— Work item —
Needed from the data below: every line from the one with "filename src/error.rs" up to and including the one with "pub enum EnhanceError", repeated exactly and with nothing else.

— Extracted material —

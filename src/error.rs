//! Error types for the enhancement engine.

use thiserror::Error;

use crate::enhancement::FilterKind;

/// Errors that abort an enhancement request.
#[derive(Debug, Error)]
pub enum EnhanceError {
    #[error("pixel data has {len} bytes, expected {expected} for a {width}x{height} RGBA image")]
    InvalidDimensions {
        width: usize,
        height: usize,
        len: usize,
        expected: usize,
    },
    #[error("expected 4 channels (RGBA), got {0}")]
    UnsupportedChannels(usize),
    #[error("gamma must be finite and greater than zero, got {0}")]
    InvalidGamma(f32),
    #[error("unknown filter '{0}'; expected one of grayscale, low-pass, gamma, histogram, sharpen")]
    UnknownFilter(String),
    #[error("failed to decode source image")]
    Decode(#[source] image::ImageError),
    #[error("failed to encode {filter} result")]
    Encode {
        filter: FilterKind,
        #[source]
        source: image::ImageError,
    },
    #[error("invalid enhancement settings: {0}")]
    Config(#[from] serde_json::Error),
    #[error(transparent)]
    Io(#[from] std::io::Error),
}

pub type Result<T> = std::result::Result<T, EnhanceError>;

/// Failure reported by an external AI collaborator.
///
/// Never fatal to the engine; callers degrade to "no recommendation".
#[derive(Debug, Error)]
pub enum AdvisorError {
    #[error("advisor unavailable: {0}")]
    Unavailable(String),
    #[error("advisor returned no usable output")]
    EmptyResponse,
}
---
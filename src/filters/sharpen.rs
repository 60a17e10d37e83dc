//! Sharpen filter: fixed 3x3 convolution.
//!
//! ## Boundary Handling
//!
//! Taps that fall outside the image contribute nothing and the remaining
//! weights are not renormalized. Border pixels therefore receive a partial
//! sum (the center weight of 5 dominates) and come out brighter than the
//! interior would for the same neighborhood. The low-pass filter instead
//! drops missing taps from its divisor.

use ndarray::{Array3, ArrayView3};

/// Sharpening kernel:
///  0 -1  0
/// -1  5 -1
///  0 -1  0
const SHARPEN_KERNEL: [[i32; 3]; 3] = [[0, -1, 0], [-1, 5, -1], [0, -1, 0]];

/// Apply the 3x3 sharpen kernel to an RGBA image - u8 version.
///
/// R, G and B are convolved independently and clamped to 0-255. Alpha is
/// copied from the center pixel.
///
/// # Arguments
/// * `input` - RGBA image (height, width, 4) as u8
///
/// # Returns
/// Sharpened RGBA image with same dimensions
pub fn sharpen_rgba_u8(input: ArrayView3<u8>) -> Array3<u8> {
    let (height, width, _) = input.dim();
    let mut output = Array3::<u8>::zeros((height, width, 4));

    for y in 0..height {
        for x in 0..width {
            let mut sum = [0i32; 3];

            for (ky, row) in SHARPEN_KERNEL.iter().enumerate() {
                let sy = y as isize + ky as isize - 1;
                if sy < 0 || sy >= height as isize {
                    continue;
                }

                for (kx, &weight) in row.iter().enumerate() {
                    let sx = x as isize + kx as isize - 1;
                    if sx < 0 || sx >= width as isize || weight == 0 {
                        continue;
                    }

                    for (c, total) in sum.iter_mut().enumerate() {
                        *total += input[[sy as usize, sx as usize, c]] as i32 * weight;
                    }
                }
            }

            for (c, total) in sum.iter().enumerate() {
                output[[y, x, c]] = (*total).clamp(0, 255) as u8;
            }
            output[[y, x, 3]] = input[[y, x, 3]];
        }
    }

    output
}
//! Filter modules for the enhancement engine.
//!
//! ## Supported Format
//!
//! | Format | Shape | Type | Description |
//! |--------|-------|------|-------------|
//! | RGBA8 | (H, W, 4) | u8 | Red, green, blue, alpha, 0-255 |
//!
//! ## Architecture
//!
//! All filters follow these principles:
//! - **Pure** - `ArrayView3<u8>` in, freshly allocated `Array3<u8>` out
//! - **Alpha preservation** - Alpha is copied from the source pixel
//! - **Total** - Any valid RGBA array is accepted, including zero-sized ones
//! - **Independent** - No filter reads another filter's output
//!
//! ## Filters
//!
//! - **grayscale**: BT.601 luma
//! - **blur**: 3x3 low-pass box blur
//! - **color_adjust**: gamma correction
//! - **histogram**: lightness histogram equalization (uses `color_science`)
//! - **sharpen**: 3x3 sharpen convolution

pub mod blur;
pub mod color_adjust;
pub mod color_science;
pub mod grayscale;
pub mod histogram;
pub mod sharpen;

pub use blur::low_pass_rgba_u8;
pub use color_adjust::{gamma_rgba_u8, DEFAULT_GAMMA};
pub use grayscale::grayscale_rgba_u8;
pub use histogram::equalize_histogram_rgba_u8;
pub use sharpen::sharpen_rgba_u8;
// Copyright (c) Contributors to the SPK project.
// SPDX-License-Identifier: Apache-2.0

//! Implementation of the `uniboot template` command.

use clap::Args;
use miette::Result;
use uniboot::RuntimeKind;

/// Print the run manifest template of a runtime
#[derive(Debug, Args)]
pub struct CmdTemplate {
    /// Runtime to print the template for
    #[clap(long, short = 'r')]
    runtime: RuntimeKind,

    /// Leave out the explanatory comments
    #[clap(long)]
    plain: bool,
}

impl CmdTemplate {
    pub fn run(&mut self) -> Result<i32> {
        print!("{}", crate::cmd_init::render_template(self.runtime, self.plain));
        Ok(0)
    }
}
---
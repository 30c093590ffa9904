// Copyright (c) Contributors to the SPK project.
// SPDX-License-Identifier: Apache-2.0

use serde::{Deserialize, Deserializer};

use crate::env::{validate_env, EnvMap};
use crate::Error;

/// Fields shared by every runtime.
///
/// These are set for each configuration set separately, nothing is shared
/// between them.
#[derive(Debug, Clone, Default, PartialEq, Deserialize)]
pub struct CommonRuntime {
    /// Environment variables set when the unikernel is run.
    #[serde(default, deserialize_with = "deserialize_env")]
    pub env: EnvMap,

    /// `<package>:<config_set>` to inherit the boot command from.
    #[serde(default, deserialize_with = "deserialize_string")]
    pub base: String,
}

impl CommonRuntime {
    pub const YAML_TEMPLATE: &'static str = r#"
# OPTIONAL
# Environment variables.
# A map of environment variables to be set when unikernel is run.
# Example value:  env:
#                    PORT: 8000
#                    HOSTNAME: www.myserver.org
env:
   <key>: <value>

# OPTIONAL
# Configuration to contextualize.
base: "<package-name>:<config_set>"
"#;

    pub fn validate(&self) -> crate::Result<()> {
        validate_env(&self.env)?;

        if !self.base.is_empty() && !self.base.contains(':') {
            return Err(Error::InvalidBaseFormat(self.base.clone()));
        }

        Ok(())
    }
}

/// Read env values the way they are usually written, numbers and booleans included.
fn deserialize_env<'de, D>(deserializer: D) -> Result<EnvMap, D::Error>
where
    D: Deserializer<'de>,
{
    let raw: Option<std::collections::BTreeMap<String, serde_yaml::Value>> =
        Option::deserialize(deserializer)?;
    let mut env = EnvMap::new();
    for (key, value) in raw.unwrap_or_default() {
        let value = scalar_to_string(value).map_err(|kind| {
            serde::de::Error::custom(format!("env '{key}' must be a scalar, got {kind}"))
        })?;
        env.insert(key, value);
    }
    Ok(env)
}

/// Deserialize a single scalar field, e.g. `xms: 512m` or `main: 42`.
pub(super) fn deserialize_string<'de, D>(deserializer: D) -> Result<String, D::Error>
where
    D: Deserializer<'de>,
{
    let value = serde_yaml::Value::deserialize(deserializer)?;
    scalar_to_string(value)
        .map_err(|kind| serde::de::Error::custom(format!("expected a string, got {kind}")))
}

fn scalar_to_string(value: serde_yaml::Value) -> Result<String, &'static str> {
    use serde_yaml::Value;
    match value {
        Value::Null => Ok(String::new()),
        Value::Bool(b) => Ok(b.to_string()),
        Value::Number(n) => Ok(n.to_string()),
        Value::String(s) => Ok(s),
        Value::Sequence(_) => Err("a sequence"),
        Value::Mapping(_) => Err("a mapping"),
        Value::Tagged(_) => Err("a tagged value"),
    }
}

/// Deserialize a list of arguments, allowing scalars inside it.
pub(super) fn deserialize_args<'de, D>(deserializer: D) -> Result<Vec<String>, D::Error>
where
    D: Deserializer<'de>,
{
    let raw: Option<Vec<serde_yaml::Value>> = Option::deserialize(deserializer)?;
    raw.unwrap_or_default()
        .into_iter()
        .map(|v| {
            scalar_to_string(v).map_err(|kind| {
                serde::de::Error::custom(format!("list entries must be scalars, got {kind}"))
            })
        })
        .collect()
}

— Answer to this task —
filename src/error.rs
//! Error types for the enhancement engine.

use thiserror::Error;

use crate::enhancement::FilterKind;

/// Errors that abort an enhancement request.
#[derive(Debug, Error)]
pub enum EnhanceError {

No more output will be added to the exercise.